Once time travel is introduced to Sterling Karat Gold, the drama is compromised, or at least complicated; the dead can return, many of those injustices can be rectified. There is now the interesting business of causation’s direction, but without the promise of permanent effects. Waidner makes meta-fictional note of the increased power, which would seem to lower the novel’s cultural status: “Know that we bring people back round here if we have to, like this were a TV soap.” This aside also enfolds others around the singular author, as if Sterling’s collective of friends has decided on plot points together. It’s a funny and odd way to channel working class Camden Town tastes and connect the two mediums in a novel that nonetheless could have used much more novelistic craft.

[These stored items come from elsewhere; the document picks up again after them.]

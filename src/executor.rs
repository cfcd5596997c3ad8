//! Per-shard query execution
//!
//! An executor runs one operation against one shard connection. It knows
//! nothing about other shards, caching or locking; the driver holds the
//! shard lock around every call.

use chrono::{DateTime, Utc};
use rusqlite::types::Type;
use rusqlite::{params, Connection, Row};

use crate::error::{Error, Result};
use crate::model::{Aggregate, Aggregates, Analytic, Analytics, Interval, Intervals, Property, TimeRange};

/// Shape-specific operations against a single shard connection
pub trait QueryExecutor<C>: Send + Sync {
    /// Records inside the range, oldest first
    fn query(&self, conn: &C, range: Option<&TimeRange>) -> Result<Analytics>;

    /// Record counts grouped by `property`
    fn group_by(&self, conn: &C, property: Property, range: Option<&TimeRange>) -> Result<Aggregates>;

    /// Record and distinct-IP counts grouped by `property`
    fn group_by_unique(
        &self,
        conn: &C,
        property: Property,
        range: Option<&TimeRange>,
    ) -> Result<Aggregates>;

    /// Record counts bucketed every `interval` seconds
    fn series(&self, conn: &C, interval: i64, range: Option<&TimeRange>) -> Result<Intervals>;

    /// Record and distinct-IP counts bucketed every `interval` seconds
    fn series_unique(&self, conn: &C, interval: i64, range: Option<&TimeRange>) -> Result<Intervals>;

    /// Write one record
    fn insert(&self, conn: &C, analytic: &Analytic) -> Result<()>;
}

// `time` holds unix milliseconds
const SCHEMA: &str = "
    CREATE TABLE IF NOT EXISTS visits (
        time INTEGER NOT NULL,
        event TEXT NOT NULL DEFAULT '',
        path TEXT NOT NULL DEFAULT '',
        ip TEXT NOT NULL DEFAULT '',
        platform TEXT NOT NULL DEFAULT '',
        refererDomain TEXT NOT NULL DEFAULT '',
        countryCode TEXT NOT NULL DEFAULT ''
    );
    CREATE INDEX IF NOT EXISTS visits_time ON visits (time);
";

/// Create the shard table if it does not exist yet
pub fn ensure_schema(conn: &Connection) -> Result<()> {
    conn.execute_batch(SCHEMA)?;
    Ok(())
}

/// Executor issuing SQL against SQLite shard files
#[derive(Debug, Clone, Copy, Default)]
pub struct SqliteExecutor;

impl SqliteExecutor {
    fn grouped(
        &self,
        conn: &Connection,
        property: Property,
        range: Option<&TimeRange>,
        unique: bool,
    ) -> Result<Aggregates> {
        let (start, end) = time_bounds(range);
        let unique_expr = if unique { "COUNT(DISTINCT ip)" } else { "0" };
        // Column names come from a closed enum
        let sql = format!(
            "SELECT {column}, COUNT(*), {unique_expr} FROM visits \
             WHERE time >= ?1 AND time <= ?2 GROUP BY {column}",
            column = property.column(),
            unique_expr = unique_expr,
        );

        let mut stmt = conn.prepare_cached(&sql)?;
        let list = stmt
            .query_map(params![start, end], |row| {
                Ok(Aggregate {
                    id: row.get::<_, Option<String>>(0)?.unwrap_or_default(),
                    total: count(row, 1)?,
                    unique: count(row, 2)?,
                })
            })?
            .collect::<rusqlite::Result<Vec<_>>>()?;

        Ok(Aggregates { list })
    }

    fn bucketed(
        &self,
        conn: &Connection,
        interval: i64,
        range: Option<&TimeRange>,
        unique: bool,
    ) -> Result<Intervals> {
        let width = interval
            .checked_mul(MILLIS_PER_SECOND)
            .filter(|width| *width > 0)
            .ok_or(Error::InvalidInterval(interval))?;

        let (start, end) = time_bounds(range);
        let unique_expr = if unique { "COUNT(DISTINCT ip)" } else { "0" };
        // Floor division, so times before the epoch fall into the bucket below them
        let sql = format!(
            "SELECT time - ((time % ?1) + ?1) % ?1 AS bucket, COUNT(*), {} FROM visits \
             WHERE time >= ?2 AND time <= ?3 GROUP BY bucket ORDER BY bucket",
            unique_expr,
        );

        let mut stmt = conn.prepare_cached(&sql)?;
        let list = stmt
            .query_map(params![width, start, end], |row| {
                let bucket: i64 = row.get(0)?;
                Ok(Interval {
                    start: timestamp(bucket, 0)?,
                    end: timestamp(bucket.saturating_add(width), 0)?,
                    total: count(row, 1)?,
                    unique: count(row, 2)?,
                })
            })?
            .collect::<rusqlite::Result<Vec<_>>>()?;

        Ok(Intervals { list })
    }
}

impl QueryExecutor<Connection> for SqliteExecutor {
    fn query(&self, conn: &Connection, range: Option<&TimeRange>) -> Result<Analytics> {
        let (start, end) = time_bounds(range);
        let mut stmt = conn.prepare_cached(
            "SELECT time, event, path, ip, platform, refererDomain, countryCode \
             FROM visits WHERE time >= ?1 AND time <= ?2 ORDER BY time",
        )?;

        let list = stmt
            .query_map(params![start, end], |row| {
                Ok(Analytic {
                    time: timestamp(row.get(0)?, 0)?,
                    event: row.get(1)?,
                    path: row.get(2)?,
                    ip: row.get(3)?,
                    platform: row.get(4)?,
                    referer_domain: row.get(5)?,
                    country_code: row.get(6)?,
                })
            })?
            .collect::<rusqlite::Result<Vec<_>>>()?;

        Ok(Analytics { list })
    }

    fn group_by(
        &self,
        conn: &Connection,
        property: Property,
        range: Option<&TimeRange>,
    ) -> Result<Aggregates> {
        self.grouped(conn, property, range, false)
    }

    fn group_by_unique(
        &self,
        conn: &Connection,
        property: Property,
        range: Option<&TimeRange>,
    ) -> Result<Aggregates> {
        self.grouped(conn, property, range, true)
    }

    fn series(&self, conn: &Connection, interval: i64, range: Option<&TimeRange>) -> Result<Intervals> {
        self.bucketed(conn, interval, range, false)
    }

    fn series_unique(
        &self,
        conn: &Connection,
        interval: i64,
        range: Option<&TimeRange>,
    ) -> Result<Intervals> {
        self.bucketed(conn, interval, range, true)
    }

    fn insert(&self, conn: &Connection, analytic: &Analytic) -> Result<()> {
        let mut stmt = conn.prepare_cached(
            "INSERT INTO visits (time, event, path, ip, platform, refererDomain, countryCode) \
             VALUES (?1, ?2, ?3, ?4, ?5, ?6, ?7)",
        )?;

        stmt.execute(params![
            analytic.time.timestamp_millis(),
            analytic.event,
            analytic.path,
            analytic.ip,
            analytic.platform,
            analytic.referer_domain,
            analytic.country_code,
        ])?;

        Ok(())
    }
}

const MILLIS_PER_SECOND: i64 = 1_000;

/// Range bounds as unix milliseconds, open ends widened to the full column range
fn time_bounds(range: Option<&TimeRange>) -> (i64, i64) {
    let start = range.and_then(|r| r.start).map_or(i64::MIN, |t| t.timestamp_millis());
    let end = range.and_then(|r| r.end).map_or(i64::MAX, |t| t.timestamp_millis());
    (start, end)
}

fn timestamp(millis: i64, column: usize) -> rusqlite::Result<DateTime<Utc>> {
    DateTime::from_timestamp_millis(millis)
        .ok_or(rusqlite::Error::IntegralValueOutOfRange(column, millis))
}

fn count(row: &Row<'_>, column: usize) -> rusqlite::Result<u64> {
    let value: i64 = row.get(column)?;
    u64::try_from(value).map_err(|e| rusqlite::Error::FromSqlConversionFailure(column, Type::Integer, Box::new(e)))
}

Waidner’s theme, the corral in which all the political sub-themes jostle, is something much bigger than the novel: fiction tout court (i.e. untruths, many relating to identity, which constrain or even incarcerate people). And it is in using its new freedom, and asserting against these fictions its own stubborn story, that a novel is supposed to have any political edge. So when Sterling Karat Gold reverses the roles of warden and prisoner, there is much resentment and retribution:
Is this the moment he realises what he has let himself in for? What it means for him to give up control, even if temporarily and in the context of an artistic performance? What it’s like to exist on someone else’s terms? In someone else’s violent fiction?